### Information supplied ###

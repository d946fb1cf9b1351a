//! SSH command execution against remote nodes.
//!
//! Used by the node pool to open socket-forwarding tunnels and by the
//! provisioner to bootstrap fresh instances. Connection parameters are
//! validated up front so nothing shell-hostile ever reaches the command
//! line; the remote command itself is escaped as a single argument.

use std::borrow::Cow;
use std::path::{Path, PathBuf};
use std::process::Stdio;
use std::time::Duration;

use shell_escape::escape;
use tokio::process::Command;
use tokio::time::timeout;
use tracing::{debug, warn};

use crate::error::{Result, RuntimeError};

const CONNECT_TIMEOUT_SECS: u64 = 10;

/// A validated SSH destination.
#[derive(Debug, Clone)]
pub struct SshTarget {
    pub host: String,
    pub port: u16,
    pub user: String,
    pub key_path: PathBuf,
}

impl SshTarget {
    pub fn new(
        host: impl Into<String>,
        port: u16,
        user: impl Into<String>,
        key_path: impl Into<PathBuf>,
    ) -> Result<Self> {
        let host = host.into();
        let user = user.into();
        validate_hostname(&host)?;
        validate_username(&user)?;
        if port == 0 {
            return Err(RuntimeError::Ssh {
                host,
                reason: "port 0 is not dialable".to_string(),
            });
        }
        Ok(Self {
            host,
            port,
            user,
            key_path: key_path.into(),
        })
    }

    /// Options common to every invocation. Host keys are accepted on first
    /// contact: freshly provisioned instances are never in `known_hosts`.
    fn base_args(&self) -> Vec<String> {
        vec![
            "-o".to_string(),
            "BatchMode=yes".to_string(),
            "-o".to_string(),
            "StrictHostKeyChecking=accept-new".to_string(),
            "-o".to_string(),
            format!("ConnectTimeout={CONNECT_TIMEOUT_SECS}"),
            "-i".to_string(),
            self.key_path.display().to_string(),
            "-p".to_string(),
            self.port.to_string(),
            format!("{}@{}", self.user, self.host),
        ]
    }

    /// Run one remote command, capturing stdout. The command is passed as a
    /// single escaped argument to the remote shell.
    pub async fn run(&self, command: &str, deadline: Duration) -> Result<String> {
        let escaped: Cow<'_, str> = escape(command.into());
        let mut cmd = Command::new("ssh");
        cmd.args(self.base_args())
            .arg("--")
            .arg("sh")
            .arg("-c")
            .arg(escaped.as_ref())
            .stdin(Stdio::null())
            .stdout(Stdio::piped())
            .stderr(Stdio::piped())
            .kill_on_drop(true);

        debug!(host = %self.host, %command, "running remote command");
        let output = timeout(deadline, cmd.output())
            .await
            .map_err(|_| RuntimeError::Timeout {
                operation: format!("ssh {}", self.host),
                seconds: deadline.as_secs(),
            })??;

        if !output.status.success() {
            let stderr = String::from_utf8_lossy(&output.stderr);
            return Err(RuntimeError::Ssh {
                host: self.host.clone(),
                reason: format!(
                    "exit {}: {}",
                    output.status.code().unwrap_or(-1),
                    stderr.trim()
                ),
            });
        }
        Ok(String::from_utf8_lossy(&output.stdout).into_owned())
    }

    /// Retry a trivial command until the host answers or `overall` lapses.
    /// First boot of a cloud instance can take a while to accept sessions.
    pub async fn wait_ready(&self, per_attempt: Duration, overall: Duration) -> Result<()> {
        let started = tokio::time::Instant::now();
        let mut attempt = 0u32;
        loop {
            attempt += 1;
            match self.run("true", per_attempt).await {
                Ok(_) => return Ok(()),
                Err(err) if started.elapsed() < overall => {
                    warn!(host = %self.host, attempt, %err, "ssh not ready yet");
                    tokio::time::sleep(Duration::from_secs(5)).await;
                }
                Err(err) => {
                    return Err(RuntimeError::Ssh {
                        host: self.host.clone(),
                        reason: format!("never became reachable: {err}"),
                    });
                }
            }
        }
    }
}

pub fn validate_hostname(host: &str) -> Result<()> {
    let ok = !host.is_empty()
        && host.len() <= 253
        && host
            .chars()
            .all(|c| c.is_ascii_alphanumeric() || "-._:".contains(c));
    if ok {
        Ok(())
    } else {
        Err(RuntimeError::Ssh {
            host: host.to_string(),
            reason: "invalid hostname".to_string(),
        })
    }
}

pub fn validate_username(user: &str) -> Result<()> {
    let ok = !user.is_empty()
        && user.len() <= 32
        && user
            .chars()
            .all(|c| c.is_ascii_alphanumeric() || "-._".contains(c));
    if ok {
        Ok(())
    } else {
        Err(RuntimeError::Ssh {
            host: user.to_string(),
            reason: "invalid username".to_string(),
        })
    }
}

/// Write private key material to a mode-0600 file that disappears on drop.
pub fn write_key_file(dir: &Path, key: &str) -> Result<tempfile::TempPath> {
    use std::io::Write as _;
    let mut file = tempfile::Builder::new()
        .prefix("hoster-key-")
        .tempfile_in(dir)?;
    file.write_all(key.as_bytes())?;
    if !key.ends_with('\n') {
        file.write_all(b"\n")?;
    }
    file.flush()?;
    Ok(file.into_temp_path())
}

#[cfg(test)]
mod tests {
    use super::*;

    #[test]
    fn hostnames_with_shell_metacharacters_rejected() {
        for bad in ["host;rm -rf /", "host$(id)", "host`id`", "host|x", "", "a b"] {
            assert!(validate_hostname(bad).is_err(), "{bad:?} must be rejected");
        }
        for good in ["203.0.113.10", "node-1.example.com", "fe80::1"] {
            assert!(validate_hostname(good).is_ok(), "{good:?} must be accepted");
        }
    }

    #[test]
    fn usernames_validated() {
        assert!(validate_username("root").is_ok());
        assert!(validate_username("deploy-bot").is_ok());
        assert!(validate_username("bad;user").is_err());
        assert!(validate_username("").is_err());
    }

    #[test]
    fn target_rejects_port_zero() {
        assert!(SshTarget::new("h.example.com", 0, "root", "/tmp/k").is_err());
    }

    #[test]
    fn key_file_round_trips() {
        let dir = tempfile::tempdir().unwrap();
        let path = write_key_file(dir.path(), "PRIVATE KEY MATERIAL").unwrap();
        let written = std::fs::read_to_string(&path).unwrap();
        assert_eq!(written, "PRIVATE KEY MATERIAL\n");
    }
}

###

Problem description
Filter the records above, keeping each line that contains the word "single".

Written answer
//! line; the remote command itself is escaped as a single argument.
    /// single escaped argument to the remote shell.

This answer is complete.